▶ [What the exercise asks] Scan the material that follows. Copy every line containing the word "second".

▶ [Supplied information]
⟨
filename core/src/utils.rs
// Licensed to the Apache Software Foundation (ASF) under one
// or more contributor license agreements.  See the NOTICE file
// distributed with this work for additional information
// regarding copyright ownership.  The ASF licenses this file
// to you under the Apache License, Version 2.0 (the
// "License"); you may not use this file except in compliance
// with the License.  You may obtain a copy of the License at
//
//   http://www.apache.org/licenses/LICENSE-2.0
//
// Unless required by applicable law or agreed to in writing,
// software distributed under the License is distributed on an
// "AS IS" BASIS, WITHOUT WARRANTIES OR CONDITIONS OF ANY
// KIND, either express or implied.  See the License for the
// specific language governing permissions and limitations
// under the License.

//! Utility functions and types.

use std::fmt::{Debug, Display, Formatter};

/// Redacts a sensitive value for `Debug` and `Display` output.
///
/// - Empty values render as `EMPTY`.
/// - Values shorter than 12 characters are fully hidden as `***`.
/// - Longer values keep their first and last three characters, so that two
///   different access keys can still be told apart in logs.
///
/// Access secrets should always be rendered through this type.
pub struct Redact<'a>(&'a str);

impl<'a> From<&'a str> for Redact<'a> {
    fn from(value: &'a str) -> Self {
        Redact(value)
    }
}

impl<'a> From<&'a String> for Redact<'a> {
    fn from(value: &'a String) -> Self {
        Redact(value.as_str())
    }
}

impl<'a> From<&'a Option<String>> for Redact<'a> {
    fn from(value: &'a Option<String>) -> Self {
        Redact(value.as_deref().unwrap_or_default())
    }
}

impl Display for Redact<'_> {
    fn fmt(&self, f: &mut Formatter<'_>) -> std::fmt::Result {
        let s = self.0;
        let length = s.chars().count();
        match length {
            0 => f.write_str("EMPTY"),
            1..=11 => f.write_str("***"),
            _ => {
                let head: String = s.chars().take(3).collect();
                let tail: String = s.chars().skip(length - 3).collect();
                write!(f, "{head}***{tail}")
            }
        }
    }
}

impl Debug for Redact<'_> {
    fn fmt(&self, f: &mut Formatter<'_>) -> std::fmt::Result {
        Display::fmt(self, f)
    }
}

#[cfg(test)]
mod tests {
    use super::*;
    use test_case::test_case;

    #[test_case("", "EMPTY"; "empty")]
    #[test_case("Short", "***"; "short")]
    #[test_case("HelloWorld!", "***"; "eleven chars")]
    #[test_case("Hello World!", "Hel***ld!"; "twelve chars")]
    #[test_case("ÄÖÜäöüßABCDEFG", "ÄÖÜ***EFG"; "multi byte")]
    fn test_redact(input: &str, expected: &str) {
        assert_eq!(format!("{:?}", Redact::from(input)), expected);
        assert_eq!(Redact::from(input).to_string(), expected);
    }

    #[test]
    fn test_redact_option() {
        let none: Option<String> = None;
        assert_eq!(Redact::from(&none).to_string(), "EMPTY");
        let some = Some("s3cr3t-s3cr3t-s3cr3t".to_string());
        assert_eq!(Redact::from(&some).to_string(), "s3c***r3t");
    }
}
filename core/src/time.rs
// Licensed to the Apache Software Foundation (ASF) under one
// or more contributor license agreements.  See the NOTICE file
// distributed with this work for additional information
// regarding copyright ownership.  The ASF licenses this file
// to you under the Apache License, Version 2.0 (the
// "License"); you may not use this file except in compliance
// with the License.  You may obtain a copy of the License at
//
//   http://www.apache.org/licenses/LICENSE-2.0
//
// Unless required by applicable law or agreed to in writing,
// software distributed under the License is distributed on an
// "AS IS" BASIS, WITHOUT WARRANTIES OR CONDITIONS OF ANY
// KIND, either express or implied.  See the License for the
// specific language governing permissions and limitations
// under the License.

//! Time related utils.

use chrono::Utc;

/// DateTime is the alias for chrono::DateTime<Utc>.
pub type DateTime = chrono::DateTime<Utc>;

/// Create datetime of now.
pub fn now() -> DateTime {
    Utc::now()
}

/// Format time into http date: `Sun, 06 Nov 1994 08:49:37 GMT`
///
/// ## Note
///
/// HTTP dates are always expressed in GMT, never in local time.
pub fn format_http_date(t: DateTime) -> String {
    t.format("%a, %d %b %Y %H:%M:%S GMT").to_string()
}

#[cfg(test)]
mod tests {
    use chrono::TimeZone;

    use super::*;

    fn test_time() -> DateTime {
        Utc.with_ymd_and_hms(2022, 3, 1, 8, 12, 34).unwrap()
    }

    #[test]
    fn test_format_http_date() {
        let t = test_time();
        assert_eq!("Tue, 01 Mar 2022 08:12:34 GMT", format_http_date(t));
    }
}
// Licensed to the Apache Software Foundation (ASF) under one
// or more contributor license agreements.  See the NOTICE file
// distributed with this work for additional information
// regarding copyright ownership.  The ASF licenses this file
// to you under the Apache License, Version 2.0 (the
// "License"); you may not use this file except in compliance
// with the License.  You may obtain a copy of the License at
//
//   http://www.apache.org/licenses/LICENSE-2.0
//
// Unless required by applicable law or agreed to in writing,
// software distributed under the License is distributed on an
// "AS IS" BASIS, WITHOUT WARRANTIES OR CONDITIONS OF ANY
// KIND, either express or implied.  See the License for the
// specific language governing permissions and limitations
// under the License.

use crate::{Context, ProvideCredential, Result};
use log::debug;
use std::fmt::Debug;

/// ProvideCredentialChain tries a list of providers in order.
///
/// The first provider that returns `Some` wins. Errors are returned
/// immediately instead of falling through, so a broken credentials file is
/// reported rather than silently replaced by the next source.
pub struct ProvideCredentialChain<C> {
    providers: Vec<Box<dyn ProvideCredential<Credential = C>>>,
}

impl<C> Default for ProvideCredentialChain<C> {
    fn default() -> Self {
        Self {
            providers: Vec::new(),
        }
    }
}

impl<C> Debug for ProvideCredentialChain<C> {
    fn fmt(&self, f: &mut std::fmt::Formatter<'_>) -> std::fmt::Result {
        f.debug_struct("ProvideCredentialChain")
            .field("providers", &self.providers)
            .finish()
    }
}

impl<C: Send + Sync + Unpin + 'static> ProvideCredentialChain<C> {
    /// Create an empty chain.
    pub fn new() -> Self {
        Self::default()
    }

    /// Append a provider to the end of the chain.
    pub fn push(mut self, provider: impl ProvideCredential<Credential = C>) -> Self {
        self.providers.push(Box::new(provider));
        self
    }

    /// Insert a provider at the front of the chain.
    pub fn push_front(mut self, provider: impl ProvideCredential<Credential = C>) -> Self {
        self.providers.insert(0, Box::new(provider));
        self
    }

    /// Number of providers in the chain.
    pub fn len(&self) -> usize {
        self.providers.len()
    }

    /// Returns true if the chain has no providers.
    pub fn is_empty(&self) -> bool {
        self.providers.is_empty()
    }
}

#[async_trait::async_trait]
impl<C: Send + Sync + Unpin + 'static> ProvideCredential for ProvideCredentialChain<C> {
    type Credential = C;

    async fn provide_credential(&self, ctx: &Context) -> Result<Option<Self::Credential>> {
        for provider in &self.providers {
            debug!("trying credential provider: {provider:?}");

            if let Some(cred) = provider.provide_credential(ctx).await? {
                return Ok(Some(cred));
            }
        }

        Ok(None)
    }
}

#[cfg(test)]
mod tests {
    use super::*;
    use crate::Error;

    #[derive(Debug)]
    struct Fixed(Option<&'static str>);

    #[async_trait::async_trait]
    impl ProvideCredential for Fixed {
        type Credential = String;

        async fn provide_credential(&self, _: &Context) -> Result<Option<String>> {
            Ok(self.0.map(|v| v.to_string()))
        }
    }

    #[derive(Debug)]
    struct Broken;

    #[async_trait::async_trait]
    impl ProvideCredential for Broken {
        type Credential = String;

        async fn provide_credential(&self, _: &Context) -> Result<Option<String>> {
            Err(Error::config_invalid("broken provider"))
        }
    }

    #[tokio::test]
    async fn test_first_some_wins() -> Result<()> {
        let chain = ProvideCredentialChain::new()
            .push(Fixed(None))
            .push(Fixed(Some("second")))
            .push(Fixed(Some("third")));

        let cred = chain.provide_credential(&Context::new()).await?;
        assert_eq!(cred.as_deref(), Some("second"));
        Ok(())
    }

    #[tokio::test]
    async fn test_push_front() -> Result<()> {
        let chain = ProvideCredentialChain::new()
            .push(Fixed(Some("back")))
            .push_front(Fixed(Some("front")));
        assert_eq!(chain.len(), 2);

        let cred = chain.provide_credential(&Context::new()).await?;
        assert_eq!(cred.as_deref(), Some("front"));
        Ok(())
    }

    #[tokio::test]
    async fn test_error_stops_chain() {
        let chain = ProvideCredentialChain::new()
            .push(Broken)
            .push(Fixed(Some("never")));

        let err = chain.provide_credential(&Context::new()).await.unwrap_err();
        assert_eq!(err.kind(), crate::ErrorKind::ConfigInvalid);
    }

    #[tokio::test]
    async fn test_empty_chain() -> Result<()> {
        let chain = ProvideCredentialChain::<String>::new();
        assert!(chain.is_empty());
        assert!(chain.provide_credential(&Context::new()).await?.is_none());
        Ok(())
    }
}
// Licensed to the Apache Software Foundation (ASF) under one
// or more contributor license agreements.  See the NOTICE file
// distributed with this work for additional information
// regarding copyright ownership.  The ASF licenses this file
// to you under the Apache License, Version 2.0 (the
// "License"); you may not use this file except in compliance
// with the License.  You may obtain a copy of the License at
//
//   http://www.apache.org/licenses/LICENSE-2.0
//
// Unless required by applicable law or agreed to in writing,
// software distributed under the License is distributed on an
// "AS IS" BASIS, WITHOUT WARRANTIES OR CONDITIONS OF ANY
// KIND, either express or implied.  See the License for the
// specific language governing permissions and limitations
// under the License.

//! Defensive pagination over Cerb search results.
//!
//! The server echoes `page` and `limit` values that can't be trusted and
//! reports `total` sometimes as a number and sometimes as a numeral string.
//! Only `total` is read back; page and limit always come from the request.

use serde::{Deserialize, Serialize};
use serde_json::Value;

use cerb_core::{Error, Result};

/// A count reported by the server, as a number or as a numeral string.
#[derive(Debug, Clone, PartialEq, Serialize, Deserialize)]
#[serde(untagged)]
pub enum Numeral {
    /// `350`
    Integer(i64),
    /// `"350"`
    Text(String),
    /// Anything else the server may send.
    Other(Value),
}

impl Numeral {
    /// Coerce into an integer, failing with `PaginationProtocol` when the
    /// value is not integral.
    ///
    /// `field` names the JSON field for the error context.
    pub fn to_i64(&self, field: &str) -> Result<i64> {
        let v = match self {
            Numeral::Integer(v) => Some(*v),
            Numeral::Text(s) => s.trim().parse::<i64>().ok(),
            Numeral::Other(Value::Number(n)) => n
                .as_f64()
                .filter(|f| f.fract() == 0.0 && f.abs() < i64::MAX as f64)
                .map(|f| f as i64),
            Numeral::Other(_) => None,
        };

        v.ok_or_else(|| {
            Error::pagination_protocol(format!("{field} is not an integer"))
                .with_context("field", field)
                .with_context("value", self)
        })
    }
}

impl std::fmt::Display for Numeral {
    fn fmt(&self, f: &mut std::fmt::Formatter<'_>) -> std::fmt::Result {
        match self {
            Numeral::Integer(v) => write!(f, "{v}"),
            Numeral::Text(s) => write!(f, "{s:?}"),
            Numeral::Other(v) => write!(f, "{v}"),
        }
    }
}

impl From<i64> for Numeral {
    fn from(v: i64) -> Self {
        Numeral::Integer(v)
    }
}

/// Records left after the given zero based page, clamped to zero.
pub fn remaining(total: i64, page: u32, limit: u32) -> i64 {
    let seen = (i64::from(page) + 1).saturating_mul(i64::from(limit));
    total.saturating_sub(seen).max(0)
}

/// One page of search results.
#[derive(Debug, Clone, PartialEq)]
pub struct Page<T> {
    /// Records on this page, in server order.
    pub records: Vec<T>,
    /// Zero based page index that was requested.
    pub page: u32,
    /// Page size that was requested.
    pub limit: u32,
    /// Matching records not yet fetched.
    pub remaining: i64,
}

impl<T> Page<T> {
    /// Returns true if another page should be fetched.
    pub fn has_more(&self) -> bool {
        self.remaining > 0
    }
}
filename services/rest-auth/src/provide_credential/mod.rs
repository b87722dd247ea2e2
// Licensed to the Apache Software Foundation (ASF) under one
// or more contributor license agreements.  See the NOTICE file
// distributed with this work for additional information
// regarding copyright ownership.  The ASF licenses this file
// to you under the Apache License, Version 2.0 (the
// "License"); you may not use this file except in compliance
// with the License.  You may obtain a copy of the License at
//
//   http://www.apache.org/licenses/LICENSE-2.0
//
// Unless required by applicable law or agreed to in writing,
// software distributed under the License is distributed on an
// "AS IS" BASIS, WITHOUT WARRANTIES OR CONDITIONS OF ANY
// KIND, either express or implied.  See the License for the
// specific language governing permissions and limitations
// under the License.

mod default;
pub use default::DefaultCredentialProvider;

mod env;
pub use env::EnvCredentialProvider;

mod file;
pub use file::FileCredentialProvider;

mod r#static;
pub use r#static::StaticCredentialProvider;
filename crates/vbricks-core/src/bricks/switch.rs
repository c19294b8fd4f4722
//! VDE switches.

use super::{writable_parent, ArgSource, BrickType, BuildContext};
use crate::config::{Config, Parameter, Value};
use crate::settings::Settings;
use std::path::PathBuf;

/// `vde_switch` with one auto-created sock named `<name>_port`.
#[derive(Debug, Clone, Copy)]
pub struct Switch;

impl BrickType for Switch {
    fn type_name(&self) -> &'static str {
        "Switch"
    }

    fn schema(&self) -> Vec<(&'static str, Parameter)> {
        vec![
            (
                "numports",
                Parameter::SpinInt {
                    default: 32,
                    min: 1,
                    max: 128,
                },
            ),
            ("hub", Parameter::Boolean(false)),
            ("fstp", Parameter::Boolean(false)),
            ("macaddr", Parameter::Str("")),
            ("mode", Parameter::Str("")),
            ("group", Parameter::Str("")),
        ]
    }

    fn prog(&self, settings: &Settings, _config: &Config) -> Option<PathBuf> {
        Some(settings.vde_tool("vde_switch"))
    }

    fn command_builder(&self) -> Vec<(&'static str, ArgSource)> {
        vec![
            (
                "-s",
                ArgSource::Call(|ctx| ctx.socks.first().map(|s| s.path.display().to_string())),
            ),
            (
                "-M",
                ArgSource::Call(|ctx| Some(ctx.run_file(".mgmt").display().to_string())),
            ),
            ("-x", ArgSource::Key("hub")),
            ("-n", ArgSource::Key("numports")),
            ("-F", ArgSource::Key("fstp")),
            ("--macaddr", ArgSource::Key("macaddr")),
            ("-m", ArgSource::Key("mode")),
            ("-g", ArgSource::Key("group")),
        ]
    }

    fn configured(&self, ctx: &BuildContext<'_>) -> bool {
        ctx.socks
            .first()
            .map(|s| writable_parent(&s.path))
            .unwrap_or(false)
    }

    fn summary(&self, ctx: &BuildContext<'_>) -> String {
        let mut text = format!("Ports: {}", ctx.config.int("numports"));
        if ctx.config.bool("fstp") {
            text.push_str(", FSTP");
        }
        if ctx.config.bool("hub") {
            text.push_str(", HUB");
        }
        text
    }

    fn clone_box(&self) -> Box<dyn BrickType> {
        Box::new(*self)
    }

    fn own_sock_path(&self, name: &str, _config: &Config, settings: &Settings) -> Option<PathBuf> {
        Some(settings.socket_dir.join(format!("{name}.ctl")))
    }

    fn console_path(&self, ctx: &BuildContext<'_>) -> Option<PathBuf> {
        Some(ctx.run_file(".mgmt"))
    }

    fn live_reconfigure(&self, key: &str, value: &Value, _config: &Config) -> Option<String> {
        let flag = |v: &Value| if v.as_bool() { 1 } else { 0 };
        match key {
            "numports" => Some(format!("port/setnumports {}", value.as_int())),
            "hub" => Some(format!("port/sethub {}", flag(value))),
            "fstp" => Some(format!("fstp/setfstp {}", flag(value))),
            _ => None,
        }
    }
}

/// Adopts a switch started outside the engine. Runs no process.
#[derive(Debug, Clone, Copy)]
pub struct SwitchWrapper;

impl BrickType for SwitchWrapper {
    fn type_name(&self) -> &'static str {
        "SwitchWrapper"
    }

    fn schema(&self) -> Vec<(&'static str, Parameter)> {
        vec![("path", Parameter::Str(""))]
    }

    fn prog(&self, _settings: &Settings, _config: &Config) -> Option<PathBuf> {
        None
    }

    fn configured(&self, ctx: &BuildContext<'_>) -> bool {
        let path = ctx.config.str("path");
        !path.is_empty() && std::path::Path::new(path).exists()
    }

    fn summary(&self, ctx: &BuildContext<'_>) -> String {
        format!("Path: {}", ctx.config.str("path"))
    }

    fn clone_box(&self) -> Box<dyn BrickType> {
        Box::new(*self)
    }

    fn own_sock_path(&self, _name: &str, config: &Config, _settings: &Settings) -> Option<PathBuf> {
        Some(PathBuf::from(config.str("path")))
    }
}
⟩
▶ [Written response]
            .push(Fixed(Some("second")))
        assert_eq!(cred.as_deref(), Some("second"));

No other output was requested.